#### MATERIAL TO PROCESS ####

//! Lexer for TypeScript source text.
//!
//! The extractor never builds a syntax tree. It only needs to find markers
//! (`export`, `const`, `interface`, `{`, `:`, `=` ...) by their structural
//! position, so string literals, template literals and comments are consumed
//! as opaque spans and never produce tokens from their contents.

use std::iter::Peekable;
use std::str::CharIndices;

/// Token kinds recognised by the extractor.
#[derive(Debug, Clone, PartialEq)]
pub enum TokenKind {
    // Identifiers and literals
    Ident(String),
    StringLiteral,
    TemplateLiteral,
    RegexLiteral,
    NumberLiteral(String),

    // Keywords
    Export,
    Import,
    Default,
    Declare,
    Const,
    Let,
    Var,
    Interface,
    Type,
    Function,
    Async,
    Class,
    Enum,
    True_,
    False_,

    // Punctuation
    LParen,    // (
    RParen,    // )
    LBrace,    // {
    RBrace,    // }
    LBracket,  // [
    RBracket,  // ]
    LAngle,    // <
    RAngle,    // >
    Comma,     // ,
    Semicolon, // ;
    Colon,     // :
    Dot,       // .
    DotDotDot, // ...
    Question,  // ?
    Pipe,      // |
    Amp,       // &
    Arrow,     // =>
    Eq,        // =
    Star,      // *

    Eof,
}

impl TokenKind {
    /// Net change in nesting depth contributed by this token.
    pub fn depth_delta(&self) -> i32 {
        match self {
            TokenKind::LParen | TokenKind::LBrace | TokenKind::LBracket | TokenKind::LAngle => 1,
            TokenKind::RParen | TokenKind::RBrace | TokenKind::RBracket | TokenKind::RAngle => -1,
            _ => 0,
        }
    }

    /// Whether a `/` right after this token starts a regex literal rather
    /// than a division.
    fn precedes_expression(&self) -> bool {
        match self {
            TokenKind::Ident(name) => matches!(
                name.as_str(),
                "return" | "typeof" | "in" | "of" | "case" | "throw" | "yield" | "await"
            ),
            TokenKind::StringLiteral
            | TokenKind::TemplateLiteral
            | TokenKind::RegexLiteral
            | TokenKind::NumberLiteral(_)
            | TokenKind::True_
            | TokenKind::False_
            | TokenKind::RParen
            | TokenKind::RBracket
            | TokenKind::RBrace
            | TokenKind::RAngle => false,
            _ => true,
        }
    }
}

/// A token with its kind and byte range in the lexed text.
#[derive(Debug, Clone, PartialEq)]
pub struct Token {
    pub kind: TokenKind,
    pub start: usize,
    pub end: usize,
}

impl Token {
    pub fn new(kind: TokenKind, start: usize, end: usize) -> Self {
        Self { kind, start, end }
    }
}

/// Lexer over a line or a whole declaration.
pub struct Lexer<'src> {
    chars: Peekable<CharIndices<'src>>,
    pos: usize,
    regex_allowed: bool,
}

impl<'src> Lexer<'src> {
    pub fn new(src: &'src str) -> Self {
        Self {
            chars: src.char_indices().peekable(),
            pos: 0,
            regex_allowed: true,
        }
    }

    fn peek(&mut self) -> Option<char> {
        self.chars.peek().map(|(_, c)| *c)
    }

    fn advance(&mut self) -> Option<char> {
        if let Some((pos, ch)) = self.chars.next() {
            self.pos = pos + ch.len_utf8();
            Some(ch)
        } else {
            None
        }
    }

    fn skip_whitespace(&mut self) {
        while let Some(ch) = self.peek() {
            if ch.is_whitespace() {
                self.advance();
            } else {
                break;
            }
        }
    }

    fn skip_line_comment(&mut self) {
        while let Some(ch) = self.peek() {
            if ch == '\n' {
                break;
            }
            self.advance();
        }
    }

    fn skip_block_comment(&mut self) {
        loop {
            match self.advance() {
                Some('*') if self.peek() == Some('/') => {
                    self.advance();
                    break;
                }
                None => break,
                _ => {}
            }
        }
    }

    /// Consume a quoted string. An unterminated string runs to the end of the line.
    fn skip_string(&mut self, quote: char) {
        loop {
            match self.advance() {
                Some('\\') => {
                    self.advance();
                }
                Some('\n') | None => break,
                Some(c) if c == quote => break,
                Some(_) => {}
            }
        }
    }

    /// Consume a template literal, including any `${ ... }` substitutions.
    fn skip_template(&mut self) {
        let mut substitution_depth = 0usize;
        loop {
            match self.advance() {
                Some('\\') => {
                    self.advance();
                }
                Some('$') if substitution_depth == 0 && self.peek() == Some('{') => {
                    self.advance();
                    substitution_depth = 1;
                }
                Some('{') if substitution_depth > 0 => substitution_depth += 1,
                Some('}') if substitution_depth > 0 => substitution_depth -= 1,
                Some('`') if substitution_depth == 0 => break,
                Some(_) => {}
                None => break,
            }
        }
    }

    /// Consume a regex literal body and its flags. Slashes inside a
    /// character class do not end it; neither does anything past the line.
    fn skip_regex(&mut self) {
        let mut in_class = false;
        loop {
            match self.advance() {
                Some('\\') => {
                    self.advance();
                }
                Some('[') => in_class = true,
                Some(']') => in_class = false,
                Some('/') if !in_class => break,
                Some('\n') | None => return,
                Some(_) => {}
            }
        }
        while let Some(ch) = self.peek() {
            if ch.is_ascii_alphabetic() {
                self.advance();
            } else {
                break;
            }
        }
    }

    fn read_number(&mut self, first: char) -> String {
        let mut s = String::new();
        s.push(first);
        while let Some(ch) = self.peek() {
            if ch.is_ascii_alphanumeric() || ch == '.' || ch == '_' {
                s.push(ch);
                self.advance();
            } else {
                break;
            }
        }
        s
    }

    fn read_ident(&mut self, first: char) -> String {
        let mut s = String::new();
        s.push(first);
        while let Some(ch) = self.peek() {
            if ch.is_alphanumeric() || ch == '_' || ch == '$' {
                s.push(ch);
                self.advance();
            } else {
                break;
            }
        }
        s
    }

    fn keyword_or_ident(&self, s: &str) -> TokenKind {
        match s {
            "export" => TokenKind::Export,
            "import" => TokenKind::Import,
            "default" => TokenKind::Default,
            "declare" => TokenKind::Declare,
            "const" => TokenKind::Const,
            "let" => TokenKind::Let,
            "var" => TokenKind::Var,
            "interface" => TokenKind::Interface,
            "type" => TokenKind::Type,
            "function" => TokenKind::Function,
            "async" => TokenKind::Async,
            "class" => TokenKind::Class,
            "enum" => TokenKind::Enum,
            "true" => TokenKind::True_,
            "false" => TokenKind::False_,
            _ => TokenKind::Ident(s.to_string()),
        }
    }

    pub fn next_token(&mut self) -> Token {
        loop {
            self.skip_whitespace();

            let start = self.pos;

            let ch = match self.advance() {
                Some(c) => c,
                None => return Token::new(TokenKind::Eof, start, start),
            };

            let kind = match ch {
                '(' => TokenKind::LParen,
                ')' => TokenKind::RParen,
                '{' => TokenKind::LBrace,
                '}' => TokenKind::RBrace,
                '[' => TokenKind::LBracket,
                ']' => TokenKind::RBracket,
                '<' => TokenKind::LAngle,
                '>' => TokenKind::RAngle,
                ',' => TokenKind::Comma,
                ';' => TokenKind::Semicolon,
                ':' => TokenKind::Colon,
                '?' => TokenKind::Question,
                '|' => TokenKind::Pipe,
                '&' => TokenKind::Amp,
                '*' => TokenKind::Star,
                '.' => {
                    if self.peek() == Some('.') {
                        self.advance();
                        if self.peek() == Some('.') {
                            self.advance();
                            TokenKind::DotDotDot
                        } else {
                            TokenKind::Dot
                        }
                    } else {
                        TokenKind::Dot
                    }
                }
                '=' => {
                    if self.peek() == Some('>') {
                        self.advance();
                        TokenKind::Arrow
                    } else {
                        TokenKind::Eq
                    }
                }
                '/' => {
                    if self.peek() == Some('/') {
                        self.skip_line_comment();
                        continue;
                    } else if self.peek() == Some('*') {
                        self.advance();
                        self.skip_block_comment();
                        continue;
                    } else if self.regex_allowed {
                        self.skip_regex();
                        TokenKind::RegexLiteral
                    } else {
                        continue;
                    }
                }
                '"' | '\'' => {
                    self.skip_string(ch);
                    TokenKind::StringLiteral
                }
                '`' => {
                    self.skip_template();
                    TokenKind::TemplateLiteral
                }
                c if c.is_ascii_digit() => {
                    let n = self.read_number(c);
                    TokenKind::NumberLiteral(n)
                }
                c if c.is_alphabetic() || c == '_' || c == '$' => {
                    let ident = self.read_ident(c);
                    self.keyword_or_ident(&ident)
                }
                _ => {
                    // Skip unknown characters
                    continue;
                }
            };

            self.regex_allowed = kind.precedes_expression();
            return Token::new(kind, start, self.pos);
        }
    }

    /// Collect all tokens into a vector.
    pub fn tokenize(mut self) -> Vec<Token> {
        let mut tokens = Vec::new();
        loop {
            let token = self.next_token();
            let is_eof = token.kind == TokenKind::Eof;
            tokens.push(token);
            if is_eof {
                break;
            }
        }
        tokens
    }
}

/// Tokenize `src`, including the trailing `Eof` token.
pub fn tokenize(src: &str) -> Vec<Token> {
    Lexer::new(src).tokenize()
}

/// Net nesting of `{`, `[` and `(` outside literals and comments, counting
/// `<`/`>` as well when `angles` is set.
pub fn nesting_balance(src: &str, angles: bool) -> i32 {
    tokenize(src)
        .iter()
        .map(|t| match t.kind {
            TokenKind::LAngle | TokenKind::RAngle if !angles => 0,
            ref kind => kind.depth_delta(),
        })
        .sum()
}

/// `src` up to the end of its last token, dropping a trailing comment.
pub fn strip_trailing_comment(src: &str) -> &str {
    tokenize(src)
        .iter()
        .rev()
        .find(|t| t.kind != TokenKind::Eof)
        .map(|t| &src[..t.end])
        .unwrap_or(src)
}

/// Index of the first depth-0 token at or after `from` matching `pred`.
///
/// Depth counts every bracket pair, including `<`/`>`, so this is only
/// meaningful over type positions and declaration headers.
pub fn find_top_level(
    tokens: &[Token],
    from: usize,
    pred: impl Fn(&TokenKind) -> bool,
) -> Option<usize> {
    let mut depth = 0i32;
    for (idx, token) in tokens.iter().enumerate().skip(from) {
        if depth == 0 && pred(&token.kind) {
            return Some(idx);
        }
        depth += token.kind.depth_delta();
    }
    None
}

/// Index of the token closing the bracket opened at `open`.
pub fn matching_close(tokens: &[Token], open: usize) -> Option<usize> {
    let mut depth = 0i32;
    for (idx, token) in tokens.iter().enumerate().skip(open) {
        depth += token.kind.depth_delta();
        if depth == 0 {
            return Some(idx);
        }
    }
    None
}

####

:: EXERCISE DIRECTIONS ::
Reproduce the listing above exactly from the line containing "let token = self.next_token();" through its last line, with both of those lines included.

:: ANSWER BOX ::
            let token = self.next_token();
            let is_eof = token.kind == TokenKind::Eof;
            tokens.push(token);
            if is_eof {
                break;
            }
        }
        tokens
    }
}

/// Tokenize `src`, including the trailing `Eof` token.
pub fn tokenize(src: &str) -> Vec<Token> {
    Lexer::new(src).tokenize()
}

/// Net nesting of `{`, `[` and `(` outside literals and comments, counting
/// `<`/`>` as well when `angles` is set.
pub fn nesting_balance(src: &str, angles: bool) -> i32 {
    tokenize(src)
        .iter()
        .map(|t| match t.kind {
            TokenKind::LAngle | TokenKind::RAngle if !angles => 0,
            ref kind => kind.depth_delta(),
        })
        .sum()
}

/// `src` up to the end of its last token, dropping a trailing comment.
pub fn strip_trailing_comment(src: &str) -> &str {
    tokenize(src)
        .iter()
        .rev()
        .find(|t| t.kind != TokenKind::Eof)
        .map(|t| &src[..t.end])
        .unwrap_or(src)
}

/// Index of the first depth-0 token at or after `from` matching `pred`.
///
/// Depth counts every bracket pair, including `<`/`>`, so this is only
/// meaningful over type positions and declaration headers.
pub fn find_top_level(
    tokens: &[Token],
    from: usize,
    pred: impl Fn(&TokenKind) -> bool,
) -> Option<usize> {
    let mut depth = 0i32;
    for (idx, token) in tokens.iter().enumerate().skip(from) {
        if depth == 0 && pred(&token.kind) {
            return Some(idx);
        }
        depth += token.kind.depth_delta();
    }
    None
}

/// Index of the token closing the bracket opened at `open`.
pub fn matching_close(tokens: &[Token], open: usize) -> Option<usize> {
    let mut depth = 0i32;
    for (idx, token) in tokens.iter().enumerate().skip(open) {
        depth += token.kind.depth_delta();
        if depth == 0 {
            return Some(idx);
        }
    }
    None
}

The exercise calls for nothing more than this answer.